Tuesday, November 14, 2017

It's back

Ocular migraines are vision disturbances that look like the pictures above. They start as a small bright, blurry spot in one or both eyes and spread like a donut. They are usually painless by themselves and go away in a half hour or less, but they can come in tandem with migraine headaches.

I used to get ocular migraines (without headaches) fairly often. They seemed to be triggered by stress, anxiety and anger. But they could've been unrelated and I just spent a lot of my former life stressed, anxious and angry.

Ocular migraines pretty much went away when I retired and became a nomad. I can't remember the last time I had one. But I had one earlier today. (I would've blogged about it sooner, but I couldn't see clearly enough to write.) I kicked back, put a cool cloth on my head, and tried to think of why it might be happening. Am I stressed, anxious or angry about something? Mmmmm, no. I've been fairly mellow. Oh well.

Fortunately, ocular migraines aren't actually about the eyes, as with cataracts or detached retinas. They're neurological anomalies. Our brains are freaking out a little, which is why they're associated with migraine headaches.

(What amazes me, when I think about it, is that the light coming into our eyes never makes it out of our eyes. The optic nerve isn't a bundle of fiber optic cables sending light to the brain. Our retinas convert the light to electrochemical pulses and our brain makes pictures out of them—pretty much the same way the image you're reading right now was created out of electrical signals.)

If an ocular migraine starts when I'm driving I have to pull over and wait. Now that I'm driving the Rolling Steel Tent, I can climb in the back and take a nap. There are much worse ways to spend a half hour.

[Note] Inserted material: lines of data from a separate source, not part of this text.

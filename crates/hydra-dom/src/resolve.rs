//! Type resolution and dependency derivation.
//!
//! Resolution maps a type-bearing node to the node its type denotes. It runs
//! lazily after the builder pass and is memoized per node; a re-entrant
//! request (a type that refers back to itself through its own references)
//! resolves to nothing instead of recursing.

use fxhash::FxHashSet;
use indexmap::IndexSet;

use hydra_source::{Cursor, CursorKind, Type};

use crate::error::DomDiagnostic;
use crate::node::{BaseList, Node, NodeId, NodeKind, Resolution};
use crate::session::BuildSession;

impl<'tu> BuildSession<'tu> {
    /// The node the type of `id` denotes: a declaration, an alias, or a
    /// builtin marker. `None` when the node carries no type or resolution
    /// failed (a diagnostic is recorded for the latter).
    pub fn resolve_type(&mut self, id: NodeId) -> Option<NodeId> {
        match self.dom.node(id).resolution {
            Resolution::Done(result) => return result,
            Resolution::InProgress => {
                log::debug!("type of {} requested while being resolved", self.dom.full_name(id));
                return None;
            }
            Resolution::Pending => {}
        }
        if !self.dom.kind(id).holds_type() {
            self.dom.node_mut(id).resolution = Resolution::Done(None);
            return None;
        }

        self.dom.node_mut(id).resolution = Resolution::InProgress;
        let result = self.compute_type(id);
        self.dom.node_mut(id).resolution = Resolution::Done(result);
        result
    }

    /// Return type of a callable.
    pub fn return_type(&mut self, id: NodeId) -> Option<NodeId> {
        if self.dom.kind(id).is_callable() {
            self.resolve_type(id)
        } else {
            None
        }
    }

    fn compute_type(&mut self, id: NodeId) -> Option<NodeId> {
        let cursor = self.cursor_of(id)?;
        let kind = self.dom.kind(id);

        if kind.is_reference() {
            return self.resolve_reference(cursor);
        }

        let refs: Vec<NodeId> = self.dom.children(id).filter(|child| self.dom.kind(*child).is_reference()).collect();
        let raw = self.raw_type(id, cursor);

        // --- Explicit type references win over the cursor type ---
        let resolved = if let Some(&last) = refs.last() {
            if refs.len() > 1 {
                log::debug!(
                    "{} type references in {}, assuming the last one is the type",
                    refs.len(),
                    self.dom.full_name(id)
                );
            }
            self.resolve_type(last)
        } else if let Some(raw) = raw {
            self.resolve_raw(raw)
        } else {
            log::debug!("no usable type on {}", self.dom.full_name(id));
            return None;
        };
        if resolved.is_some() {
            return resolved;
        }

        // --- Last chance for parameters: the raw declaration itself ---
        if kind == NodeKind::Param {
            let fallback = raw
                .and_then(|raw| raw.declaration())
                .and_then(|decl| decl.usr())
                .and_then(|usr| self.dom.by_usr(usr));
            if fallback.is_some() {
                log::debug!("parameter {} resolved through its raw declaration", self.dom.full_name(id));
                return fallback;
            }
        }

        // Unresolved bases are reported by `bases`.
        if kind != NodeKind::BaseSpecifier {
            let spelling = raw.map(|raw| raw.spelling().to_string()).unwrap_or_default();
            let location = self.dom.node(id).location.clone();
            self.report(DomDiagnostic::UnresolvedType { name: self.dom.full_name(id), spelling, location });
        }
        None
    }

    /// The type a node's resolution starts from, per node kind. Invalid
    /// types read as absent.
    fn raw_type(&self, id: NodeId, cursor: Cursor<'tu>) -> Option<Type<'tu>> {
        let raw = match self.dom.kind(id) {
            NodeKind::Callable(_) => cursor.result_type(),
            NodeKind::Param => cursor.ty().map(|ty| ty.strip_pointers()),
            NodeKind::Field => cursor.definition().unwrap_or(cursor).ty(),
            NodeKind::TypeDef | NodeKind::TypeAlias => cursor.ty().map(|ty| ty.canonical()),
            NodeKind::BaseSpecifier => self.first_reference(id).and_then(|reference| reference.ty()),
            _ => cursor.ty(),
        };
        raw.filter(|ty| ty.is_valid())
    }

    fn first_reference(&self, id: NodeId) -> Option<Cursor<'tu>> {
        self.dom
            .children(id)
            .find(|child| self.dom.kind(*child).is_reference())
            .and_then(|reference| self.cursor_of(reference))
    }

    /// A type reference resolves through the definition it points at, and
    /// failing that through its own type.
    fn resolve_reference(&mut self, cursor: Cursor<'tu>) -> Option<NodeId> {
        if let Some(definition) = cursor.definition() {
            match definition.usr().and_then(|usr| self.dom.by_usr(usr)) {
                Some(target) => return Some(target),
                None => log::debug!("lookup failed for definition {:?} of {:?}", definition, cursor),
            }
        }
        let ty = cursor.ty().filter(|ty| ty.is_valid())?;
        self.resolve_raw(ty)
    }

    /// Strips one level of indirection and maps the declaration to a node.
    /// Types without a declaration become builtins.
    fn resolve_raw(&mut self, ty: Type<'tu>) -> Option<NodeId> {
        let target = ty.pointee().unwrap_or(ty);
        let declaration = match target.declaration() {
            Some(decl) if decl.kind() != CursorKind::NoDeclFound => decl,
            _ => return Some(self.make_builtin(target.spelling())),
        };

        if let Some(definition) = declaration.definition() {
            match definition.usr().and_then(|usr| self.dom.by_usr(usr)) {
                Some(node) => return Some(node),
                None => log::debug!("lookup failed (definition): {:?}", definition),
            }
        }
        let node = declaration.usr().and_then(|usr| self.dom.by_usr(usr));
        if node.is_none() {
            log::debug!("lookup failed (declaration): {:?} {:?}", declaration, declaration.usr());
        }
        node
    }

    /// The builtin marker for a spelling, created on first use.
    pub fn make_builtin(&mut self, spelling: &str) -> NodeId {
        if let Some(existing) = self.dom.builtin(spelling) {
            return existing;
        }
        let id = self.dom.alloc(Node::builtin(spelling));
        self.dom.builtins.insert(spelling.to_string(), id);
        id
    }

    /// Declarations a node's type brings in: the resolved declaration, one
    /// more hop through references, the end of an alias chain. Builtins and
    /// unresolved types contribute nothing.
    pub fn type_dependencies(&mut self, id: NodeId) -> IndexSet<NodeId> {
        match self.resolve_type(id) {
            Some(target) => self.flatten(target),
            None => IndexSet::new(),
        }
    }

    /// Follows references and aliases from `target` down to declarations.
    fn flatten(&mut self, target: NodeId) -> IndexSet<NodeId> {
        let mut out = IndexSet::new();
        let mut seen = FxHashSet::default();
        let mut pending = vec![target];
        while let Some(node) = pending.pop() {
            if !seen.insert(node) {
                continue;
            }
            match self.dom.kind(node) {
                NodeKind::Builtin => {}
                kind if kind.is_reference() || kind.is_alias() => {
                    if let Some(next) = self.resolve_type(node) {
                        pending.push(next);
                    }
                }
                _ => {
                    out.insert(node);
                }
            }
        }
        out
    }

    /// Direct dependencies of a node, per kind.
    ///
    /// - record: owning record (for nested records) and bases
    /// - enum: owning record
    /// - callable: return type and every parameter's dependencies
    /// - field: the flattened type plus that type's own dependencies
    /// - alias: the end of the alias chain, never the alias itself
    pub fn dependencies(&mut self, id: NodeId) -> IndexSet<NodeId> {
        match self.dom.kind(id) {
            NodeKind::Record(_) => {
                let mut deps = self.record_owner(id).into_iter().collect::<IndexSet<_>>();
                deps.extend(self.bases(id).into_iter().filter(|base| *base != id));
                deps
            }
            NodeKind::Enum => self.record_owner(id).into_iter().collect(),
            NodeKind::Callable(_) => {
                let mut deps = self.type_dependencies(id);
                let params: Vec<NodeId> = self.dom.parameters(id).collect();
                for param in params {
                    let param_deps = self.dependencies(param);
                    deps.extend(param_deps);
                }
                deps
            }
            NodeKind::Field => {
                let targets = self.type_dependencies(id);
                let mut deps = targets.clone();
                for target in targets {
                    if target == id {
                        continue;
                    }
                    let nested = self.dependencies(target);
                    deps.extend(nested);
                }
                deps
            }
            NodeKind::BaseSpecifier => self.resolve_base(id).into_iter().collect(),
            NodeKind::Param
            | NodeKind::Variable
            | NodeKind::TypeDef
            | NodeKind::TypeAlias
            | NodeKind::TypeRef
            | NodeKind::TemplateRef => self.type_dependencies(id),
            NodeKind::TranslationUnit
            | NodeKind::Namespace
            | NodeKind::EnumConstant
            | NodeKind::TypeAliasTemplate
            | NodeKind::TemplateTypeParam
            | NodeKind::TemplateNonTypeParam
            | NodeKind::Builtin => IndexSet::new(),
        }
    }

    fn record_owner(&self, id: NodeId) -> Option<NodeId> {
        self.dom.node(id).owner.filter(|owner| self.dom.kind(*owner).is_record())
    }

    /// Resolved base records, in declaration order. Specifiers that yield no
    /// record, or the record itself, are dropped with a diagnostic.
    pub fn bases(&mut self, id: NodeId) -> Vec<NodeId> {
        self.base_list(id).resolved
    }

    /// Whether any base specifier of the record failed to resolve.
    pub fn has_unresolved_bases(&mut self, id: NodeId) -> bool {
        self.base_list(id).unresolved > 0
    }

    fn base_list(&mut self, id: NodeId) -> BaseList {
        if let Some(list) = &self.dom.node(id).bases {
            return list.clone();
        }

        let mut list = BaseList::default();
        let specifiers: Vec<NodeId> = self.dom.base_specifiers(id).collect();
        for specifier in specifiers {
            match self.resolve_base(specifier) {
                Some(base) if base == id => {
                    let location = self.dom.node(specifier).location.clone();
                    self.report(DomDiagnostic::SelfBase { name: self.dom.full_name(id), location });
                }
                Some(base) => {
                    if !list.resolved.contains(&base) {
                        list.resolved.push(base);
                    }
                }
                None => {
                    list.unresolved += 1;
                    let node = self.dom.node(specifier);
                    let (base, location) = (node.display_name.clone(), node.location.clone());
                    self.report(DomDiagnostic::UnresolvedBase { name: self.dom.full_name(id), base, location });
                }
            }
        }
        self.dom.node_mut(id).bases = Some(list.clone());
        list
    }

    /// The record behind a base specifier. An explicitly invalid type on
    /// the first reference yields no base; aliases are looked through.
    fn resolve_base(&mut self, specifier: NodeId) -> Option<NodeId> {
        let first = self.first_reference(specifier)?;
        if first.ty().is_some_and(|ty| !ty.is_valid()) {
            log::debug!("base specifier {:?} has an invalid type", first);
            return None;
        }
        let target = self.resolve_type(specifier)?;
        let target = if self.dom.kind(target).is_alias() {
            self.flatten(target).into_iter().next()?
        } else {
            target
        };
        self.dom.kind(target).is_record().then_some(target)
    }
}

  1. If you get flashes of light in your eyes at your age it could be from a different event happening. You will see them for a short while if you are in the process of having a posterior vitreous detachment. Also known as a PVD. This happens as a normal part of aging to about 80% of the population. Most of the time it is a slow and gentle detachment. However in one of my eyes it was a suddne and strong event as I have very long eye balls and it caused retinal damage which required several surgeries to repair. The symptoms of the flashing lights from a PVD can be confused with those of occular migraines. So if you have never seen them before and you are over 50 do schedule an exam with an opthamologist. It is easy for them to tell if it was a PVD as it creates in the eye what is called a "Weiss Ring". You may also see a number of new floaters in your eye which is another indication that it was a PVD event rather than an occular migraine.

  2. I get ocular migraines too. If I pop an ibuprofen when I first get it, then I don't get the headache. The worst symptom for me is that it disrupts reading.

    1. Same here. Many years ago half of my face and my hands would become numb. Had to pull over because I couldn't feel the steering wheel.

  3. I will never forget the day my husband called me to come get him from work. He was in a meeting when the speaker's nose disappeared. He'd never heard of ocular migraines so we were both scared. And he certainly was not going to drive himself home!

  4. Another sufferer from those ocular migraines for over 50 years now. You have my sympathy for sure.

  5. I used to get ocular migraines too, also after I retired. Then they pretty much went away, I find it sort of fascinating the way getting old affects the my body in unexpected ways.

  6. What's really interesting is that the images are a perfect example.
    I've tried many times to describe them to my wife who's never had one of these events.
    "It's like a jagged edged circle that gets bigger until it passes behind the eye" I explain.
    She was fascinated with the images.

    I've popped a couple of "Migralieve" and the visual disturbances has now spread beyond my sight.
    Another 15 mins rest and Ivan get back to sweeping my yard.